Das Gemeindezentrum der evangelisch-freikirchlichen Gemeinde kann ebenfalls ein rundes Jubiläum in diesem Jahr feiern: Es wurde vor 65 Jahren im Jahr 1957 eingeweiht.

ACK Miltenberg

Heute arbeiten die drei christlichen Kirchen Miltenbergs – die katholische Pfarrgemeinde St. Jakobus, die evangelisch-lutherische Kirchengemeinde und die evangelisch-freikirchliche Gemeinde – sehr eng zusammen. Erste Erfahrungen für diese Zusammenarbeit sammelte ein ökumenischer Arbeitskreis. Im Jahr 2003 wurde daraus die Arbeitsgemeinschaft christlicher Kirchen (ACK) gegründet, um die ökumenischen Aktivitäten zu koordinieren. Alle drei Kirchen treffen sich in zweimonatlichem Abstand, der Vorsitz wechselt turnusmäßig. „Unsere Zusammenarbeit ist von einem herzlichen, offenen und konstruktiven Miteinander geprägt“, sagt Pastor Bodenschatz über die ACK. „Jede Gemeinde hat ihre Besonderheiten, daher ergänzen wir uns hervorragend.
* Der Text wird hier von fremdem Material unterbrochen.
//! Connection table and batch fanout
//!
//! Holds the remote endpoints of an output port together with their liveness
//! and statistics, plus the stream routes. A flushed batch is offered to every
//! connection the router selects; failures are handled per connection and never
//! reach the pushing caller.
//!
//! Oversized batches are split in two and each half retried on its own:
//!
//! ```text
//!   [b0 b1 b2 b3 b4]  -> too large
//!   [b0 b1 b2] [b3 b4]
//!   [b0 b1] [b2]  ...
//! ```

use std::collections::BTreeMap;
use std::sync::Arc;

use async_trait::async_trait;
use tracing::Span;

use super::accumulator::Batch;
use super::routing::{RouteTable, RoutingMode};
use crate::burst::packet::total_elements;
use crate::burst::{Burst, Sample};
use crate::error::{ConnectionErrorKind, Error, Result, TransportError};
use crate::stats::{SenderStatistics, UsesPortStatistics};

/// Remote side of an output port connection
#[async_trait]
pub trait BurstEndpoint<T: Sample>: Send + Sync {
    /// Interface repository ID implemented by the endpoint
    async fn interface_id(&self) -> std::result::Result<String, TransportError>;

    /// Deliver a sequence of bursts
    async fn push_bursts(&self, bursts: &[Burst<T>]) -> std::result::Result<(), TransportError>;
}

/// Observer of connection changes
///
/// Called after the connection table has been updated, with no port lock held.
pub trait ConnectionListener: Send + Sync {
    fn port_connected(&self, connection_id: &str);
    fn port_disconnected(&self, connection_id: &str);
}

/// Summary of one connection
#[derive(Debug, Clone, PartialEq, Eq)]
pub struct ConnectionInfo {
    pub connection_id: String,
    pub alive: bool,
}

/// Check an endpoint before it is added to a port
///
/// Talks to the endpoint, so it must not be called with any port lock held.
pub async fn validate_endpoint<T: Sample>(
    connection_id: &str,
    endpoint: Option<Arc<dyn BurstEndpoint<T>>>,
) -> Result<Arc<dyn BurstEndpoint<T>>> {
    let endpoint = endpoint.ok_or_else(|| {
        Error::invalid_connection(
            ConnectionErrorKind::NullReference,
            connection_id,
            "Cannot connect to nil connection",
        )
    })?;

    match endpoint.interface_id().await {
        Ok(id) if id == T::REPO_ID => Ok(endpoint),
        Ok(id) => Err(Error::invalid_connection(
            ConnectionErrorKind::WrongType,
            connection_id,
            format!("Object does not implement {} (found {})", T::REPO_ID, id),
        )),
        Err(err) => Err(Error::invalid_connection(
            ConnectionErrorKind::Unreachable,
            connection_id,
            format!("Unable to verify connection type: {}", err),
        )),
    }
}

struct Connection<T: Sample> {
    endpoint: Arc<dyn BurstEndpoint<T>>,
    alive: bool,
    statistics: SenderStatistics,
}

impl<T: Sample> Connection<T> {
    fn mark_dead(&mut self) -> bool {
        std::mem::replace(&mut self.alive, false)
    }
}

/// Connections of one output port, keyed by connection ID
pub struct ConnectionTable<T: Sample> {
    port_name: String,
    connections: BTreeMap<String, Connection<T>>,
    routes: RouteTable,
}

impl<T: Sample> ConnectionTable<T> {
    pub fn new(port_name: &str) -> Self {
        Self {
            port_name: port_name.to_owned(),
            connections: BTreeMap::new(),
            routes: RouteTable::new(),
        }
    }

    /// Add a validated endpoint with fresh statistics
    ///
    /// Returns `true` if an existing connection with the same ID was replaced.
    pub fn insert(&mut self, connection_id: &str, endpoint: Arc<dyn BurstEndpoint<T>>) -> bool {
        let connection = Connection {
            endpoint,
            alive: true,
            statistics: SenderStatistics::new(&self.port_name, T::bits()),
        };
        self.connections
            .insert(connection_id.to_owned(), connection)
            .is_some()
    }

    /// Remove a connection
    pub fn remove(&mut self, connection_id: &str) -> Result<()> {
        self.connections.remove(connection_id).map(|_| ()).ok_or_else(|| {
            Error::invalid_connection(
                ConnectionErrorKind::NotFound,
                connection_id,
                "No connection with this ID",
            )
        })
    }

    pub fn len(&self) -> usize {
        self.connections.len()
    }

    pub fn is_empty(&self) -> bool {
        self.connections.is_empty()
    }

    /// Whether a connection is currently considered alive
    pub fn is_alive(&self, connection_id: &str) -> Option<bool> {
        self.connections.get(connection_id).map(|c| c.alive)
    }

    pub fn connections(&self) -> Vec<ConnectionInfo> {
        self.connections
            .iter()
            .map(|(id, connection)| ConnectionInfo {
                connection_id: id.clone(),
                alive: connection.alive,
            })
            .collect()
    }

    pub fn routes(&self) -> &RouteTable {
        &self.routes
    }

    /// Replace every route at once
    pub fn set_routes(&mut self, routes: RouteTable) {
        self.routes = routes;
    }

    pub fn add_route(&mut self, stream_id: &str, connection_id: &str) {
        self.routes.add(stream_id, connection_id);
    }

    pub fn remove_route(&mut self, stream_id: &str, connection_id: &str) {
        self.routes.remove(stream_id, connection_id);
    }

    /// Deliver a batch to every connection routed for its stream
    pub async fn send_batch(&mut self, batch: &Batch<T>, mode: RoutingMode, span: &Span) {
        let stream_id = batch.stream_id();
        for (connection_id, connection) in self.connections.iter_mut() {
            if !self.routes.is_routed(mode, stream_id, connection_id) {
                continue;
            }
            deliver(connection_id, connection, batch, span).await;
        }
    }

    /// Statistics of every connection
    ///
    /// `active_streams` lists the streams the port currently buffers; each
    /// connection reports the subset routed to it.
    pub fn statistics(&self, active_streams: &[String], mode: RoutingMode) -> Vec<UsesPortStatistics> {
        self.connections
            .iter()
            .map(|(id, connection)| {
                let mut statistics = connection.statistics.retrieve();
                statistics.stream_ids = active_streams
                    .iter()
                    .filter(|stream| self.routes.is_routed(mode, Some(stream.as_str()), id))
                    .cloned()
                    .collect();
                UsesPortStatistics {
                    connection_id: id.clone(),
                    statistics,
                }
            })
            .collect()
    }
}

async fn deliver<T: Sample>(
    connection_id: &str,
    connection: &mut Connection<T>,
    batch: &Batch<T>,
    span: &Span,
) {
    // Chunks are popped from the back, so the second half is pushed first
    let mut pending: Vec<&[Burst<T>]> = vec![&batch.bursts];

    while let Some(chunk) = pending.pop() {
        match connection.endpoint.push_bursts(chunk).await {
            Ok(()) => {
                connection.alive = true;
                let latency = batch.window_start.elapsed().as_secs_f64();
                connection.statistics.record(
                    chunk.len(),
                    total_elements(chunk),
                    batch.queue_depth,
                    latency,
                );
            }
            Err(TransportError::MessageTooLarge) if chunk.len() > 1 => {
                let (first, second) = chunk.split_at(chunk.len().div_ceil(2));
                tracing::debug!(
                    parent: span,
                    connection = %connection_id,
                    bursts = chunk.len(),
                    "Batch too large, partitioning"
                );
                pending.push(second);
                pending.push(first);
            }
            Err(TransportError::MessageTooLarge) => {
                if connection.mark_dead() {
                    tracing::error!(
                        parent: span,
                        connection = %connection_id,
                        elements = total_elements(chunk),
                        "Push failed because the burst is too large"
                    );
                }
            }
            Err(err) => {
                if connection.mark_dead() {
                    tracing::error!(
                        parent: span,
                        connection = %connection_id,
                        error = %err,
                        "Push failed"
                    );
                }
                return;
            }
        }
    }
}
Und das ist gut so, weil auch die Menschen in unseren Gemeinden ganz unterschiedlich sind.“

Ökumene lebendig gestalten

Für die ACK besonders wichtig sind gemeinsame Veranstaltungen, die schon seit mehreren Jahren erfolgreich durchgeführt werden. Dazu zählen beispielsweise ökumenische Gottesdienste zu verschiedenen Anlässen (1. Januar, Mainuferfest, 3. Oktober), eine ökumenische Bibelwoche Ende Mai, das ökumenische Gemeindefest im Juli oder der Segnungsgottesdienst für Paare, der vom Valentinstag in den Monat Mai verschoben wurde.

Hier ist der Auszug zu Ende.